Re: jython and toString

2006-10-16 Thread Jon Clements

ivansh wrote:

 Hello,

 For one java class (Hello) i use another (HelloPrinter) to build the
 string representation of the first one. When i've tried to use this
 from within jython,  HelloPrinter.toString(hello) call gives results
 like Object.toString() of hello has being called. The example below
 shows this behaviour.
 Could somebody explain this?


 // Hello.java
 package jythontest;
 public class Hello {
   private String name;
   public Hello(String name)
   {
   this.name = name;
   }
   public String sayHello()
   {
   return Hello, +name;
   }
 }

 // HelloPrinter.java
 package jythontest;
 public class HelloPrinter {
   public static String toString(Hello h)
   {
   return h.sayHello();
   }

   public static String toMyString(Hello h)
   {
   return h.sayHello();
   }
 }



 #  calljava.py
 from jythontest import *
 h = Hello(theName)
 print h
 print HelloPrinter.toString(h)
 print HelloPrinter.toMyString(h)

 OUTPUT:
 [EMAIL PROTECTED]   // GOOD
 [EMAIL PROTECTED]   // WRONG
 Hello, theName // GOOD


 Jython 2.1 on java (JIT: null)

 java version 1.5.0_03
 Java(TM) 2 Runtime Environment, Standard Edition (build 1.5.0_03-b07)
 Java HotSpot(TM) Server VM (build 1.5.0_03-b07, mixed mode)


I'm guessing your toString(Hello h) is never being called because
there's another toString(something) behind the scenes that's being
preferred.
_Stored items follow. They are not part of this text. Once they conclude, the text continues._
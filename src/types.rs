use clap::ValueEnum;
use serde::{Deserialize, Serialize};
use std::fmt;

use crate::logw;

/// Target length of a script. Selects a fixed [`crate::profile::LengthProfile`].
#[derive(Debug, Clone, Copy, PartialEq, Eq, Hash, Default, Serialize, Deserialize, ValueEnum)]
#[serde(rename_all = "lowercase")]
pub enum Length {
    Short,
    #[default]
    Medium,
    Long,
}

impl Length {
    pub const ALL: [Length; 3] = [Length::Short, Length::Medium, Length::Long];

    pub fn as_str(&self) -> &'static str {
        match self {
            Length::Short => "short",
            Length::Medium => "medium",
            Length::Long => "long",
        }
    }
}

#[derive(Debug, Clone, Copy, PartialEq, Eq, Hash, Default, Serialize, Deserialize, ValueEnum)]
#[serde(rename_all = "lowercase")]
pub enum Tone {
    #[default]
    Professional,
    Casual,
    Educational,
    Entertaining,
}

impl Tone {
    pub fn as_str(&self) -> &'static str {
        match self {
            Tone::Professional => "professional",
            Tone::Casual => "casual",
            Tone::Educational => "educational",
            Tone::Entertaining => "entertaining",
        }
    }
}

/// Script family. Deserialization is lenient: unknown labels become `Tutorial`.
#[derive(Debug, Clone, Copy, PartialEq, Eq, Hash, Default, Serialize, Deserialize)]
#[serde(rename_all = "lowercase", from = "String")]
pub enum ContentType {
    #[default]
    Tutorial,
    Analysis,
    Story,
    Review,
    Interview,
}

impl ContentType {
    pub const ALL: [ContentType; 5] = [
        ContentType::Tutorial,
        ContentType::Analysis,
        ContentType::Story,
        ContentType::Review,
        ContentType::Interview,
    ];

    pub fn as_str(&self) -> &'static str {
        match self {
            ContentType::Tutorial => "tutorial",
            ContentType::Analysis => "analysis",
            ContentType::Story => "story",
            ContentType::Review => "review",
            ContentType::Interview => "interview",
        }
    }

    /// Strict lookup, case-insensitive.
    pub fn from_label(label: &str) -> Option<Self> {
        let label = label.trim();
        Self::ALL
            .into_iter()
            .find(|ct| ct.as_str().eq_ignore_ascii_case(label))
    }

    /// Lenient lookup used at the request boundary. Unsupported labels fall
    /// back to the tutorial templates.
    pub fn resolve(label: &str) -> Self {
        Self::from_label(label).unwrap_or_else(|| {
            logw(format!("Unsupported content type {label:?}, using tutorial templates"));
            ContentType::Tutorial
        })
    }
}

impl From<String> for ContentType {
    fn from(label: String) -> Self {
        ContentType::resolve(&label)
    }
}

#[derive(Debug, Clone, Copy, PartialEq, Eq, Hash, Default, Serialize, Deserialize, ValueEnum)]
#[serde(rename_all = "lowercase")]
pub enum Audience {
    Beginner,
    Intermediate,
    Advanced,
    #[default]
    General,
}

impl Audience {
    pub fn as_str(&self) -> &'static str {
        match self {
            Audience::Beginner => "beginner",
            Audience::Intermediate => "intermediate",
            Audience::Advanced => "advanced",
            Audience::General => "general",
        }
    }
}

macro_rules! display_as_str {
    ($($ty:ty),*) => {
        $(impl fmt::Display for $ty {
            fn fmt(&self, f: &mut fmt::Formatter<'_>) -> fmt::Result {
                f.write_str(self.as_str())
            }
        })*
    };
}

display_as_str!(Length, Tone, ContentType, Audience, Mood, ColorScheme);

#[derive(Debug, Clone, PartialEq, Eq, Serialize, Deserialize)]
#[serde(rename_all = "camelCase")]
pub struct ScriptRequest {
    pub topic: String,
    #[serde(default)]
    pub length: Length,
    #[serde(default)]
    pub tone: Tone,
    #[serde(default)]
    pub content_type: ContentType,
    #[serde(default)]
    pub target_audience: Audience,
}

impl ScriptRequest {
    pub fn new(topic: impl Into<String>) -> Self {
        Self {
            topic: topic.into(),
            length: Length::default(),
            tone: Tone::default(),
            content_type: ContentType::default(),
            target_audience: Audience::default(),
        }
    }

    pub fn with_length(mut self, length: Length) -> Self {
        self.length = length;
        self
    }

    pub fn with_tone(mut self, tone: Tone) -> Self {
        self.tone = tone;
        self
    }

    pub fn with_content_type(mut self, content_type: ContentType) -> Self {
        self.content_type = content_type;
        self
    }

    pub fn with_audience(mut self, audience: Audience) -> Self {
        self.target_audience = audience;
        self
    }
}

#[derive(Debug, Clone, PartialEq, Eq, Serialize, Deserialize)]
pub struct Timestamp {
    pub time: String,
    pub section: String,
}

#[derive(Debug, Clone, PartialEq, Eq, Serialize, Deserialize)]
#[serde(rename_all = "camelCase")]
pub struct GeneratedScript {
    pub title: String,
    pub hook: String,
    pub intro: String,
    pub main_points: Vec<String>,
    pub key_takeaways: Vec<String>,
    pub outro: String,
    pub call_to_action: String,
    pub estimated_duration: String,
    pub word_count: u32,
    pub seo_keywords: Vec<String>,
    pub timestamps: Vec<Timestamp>,
}

#[derive(Debug, Clone, Copy, PartialEq, Eq, Hash, Default, Serialize, Deserialize, ValueEnum)]
#[serde(rename_all = "lowercase")]
pub enum Mood {
    #[default]
    Energetic,
    Professional,
    Mysterious,
    Educational,
    Emotional,
    Trendy,
}

impl Mood {
    pub const ALL: [Mood; 6] = [
        Mood::Energetic,
        Mood::Professional,
        Mood::Mysterious,
        Mood::Educational,
        Mood::Emotional,
        Mood::Trendy,
    ];

    pub fn as_str(&self) -> &'static str {
        match self {
            Mood::Energetic => "energetic",
            Mood::Professional => "professional",
            Mood::Mysterious => "mysterious",
            Mood::Educational => "educational",
            Mood::Emotional => "emotional",
            Mood::Trendy => "trendy",
        }
    }
}

#[derive(Debug, Clone, Copy, PartialEq, Eq, Hash, Default, Serialize, Deserialize, ValueEnum)]
#[serde(rename_all = "lowercase")]
pub enum ColorScheme {
    #[default]
    Vibrant,
    Monochrome,
    Pastel,
    Neon,
    Earth,
    Gradient,
}

impl ColorScheme {
    pub const ALL: [ColorScheme; 6] = [
        ColorScheme::Vibrant,
        ColorScheme::Monochrome,
        ColorScheme::Pastel,
        ColorScheme::Neon,
        ColorScheme::Earth,
        ColorScheme::Gradient,
    ];

    pub fn as_str(&self) -> &'static str {
        match self {
            ColorScheme::Vibrant => "vibrant",
            ColorScheme::Monochrome => "monochrome",
            ColorScheme::Pastel => "pastel",
            ColorScheme::Neon => "neon",
            ColorScheme::Earth => "earth",
            ColorScheme::Gradient => "gradient",
        }
    }
}

fn default_include_emoji() -> bool {
    true
}

#[derive(Debug, Clone, PartialEq, Eq, Serialize, Deserialize)]
#[serde(rename_all = "camelCase")]
pub struct ThumbnailRequest {
    pub topic: String,
    #[serde(default)]
    pub mood: Mood,
    #[serde(default)]
    pub color_scheme: ColorScheme,
    #[serde(default, skip_serializing_if = "Option::is_none")]
    pub text_overlay: Option<String>,
    #[serde(default = "default_include_emoji")]
    pub include_emoji: bool,
}

impl ThumbnailRequest {
    pub fn new(topic: impl Into<String>, mood: Mood, color_scheme: ColorScheme) -> Self {
        Self {
            topic: topic.into(),
            mood,
            color_scheme,
            text_overlay: None,
            include_emoji: default_include_emoji(),
        }
    }

    pub fn with_text_overlay(mut self, text: impl Into<String>) -> Self {
        self.text_overlay = Some(text.into());
        self
    }

    pub fn with_emoji(mut self, include_emoji: bool) -> Self {
        self.include_emoji = include_emoji;
        self
    }
}

/// Composition of a single thumbnail variation.
#[derive(Debug, Clone, Copy, PartialEq, Eq, Serialize, Deserialize)]
#[serde(rename_all = "lowercase")]
pub enum Layout {
    Bold,
    Alternate,
    Minimal,
    Dynamic,
}

/// Everything an external renderer needs to draw one variation.
#[derive(Debug, Clone, PartialEq, Eq, Serialize, Deserialize)]
#[serde(rename_all = "camelCase")]
pub struct RenderSpec {
    pub layout: Layout,
    pub palette: Vec<String>,
    pub font_styles: Vec<String>,
    pub motifs: Vec<String>,
    pub overlay_text: String,
    pub width: u32,
    pub height: u32,
}

#[derive(Debug, Clone, PartialEq, Eq, Serialize, Deserialize)]
pub struct ThumbnailVariation {
    pub url: String,
    pub style: String,
    pub description: String,
    pub render: RenderSpec,
}

#[derive(Debug, Clone, PartialEq, Eq, Serialize, Deserialize)]
#[serde(rename_all = "camelCase")]
pub struct GeneratedThumbnail {
    pub variations: Vec<ThumbnailVariation>,
    pub alt: String,
    pub mood: Mood,
    pub color_scheme: ColorScheme,
}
I could be well wrong, but I'm guessing toString isn't meant
to be static, and when you create an object in Java they inherit from
object which defines a default toString. It might be a temporary object
of type HelloPrinter is created in the call to print
HelloPrinter.toString(h), and the method you end up calling is the
toString for that temporary (not your static one). This would
especially make sense if there's a version of toString which takes an
object, and returns its toString result...

I'm basing this purely on the fact PrintHello.toMyString() works... so
take with a pinch of salt.

Jon.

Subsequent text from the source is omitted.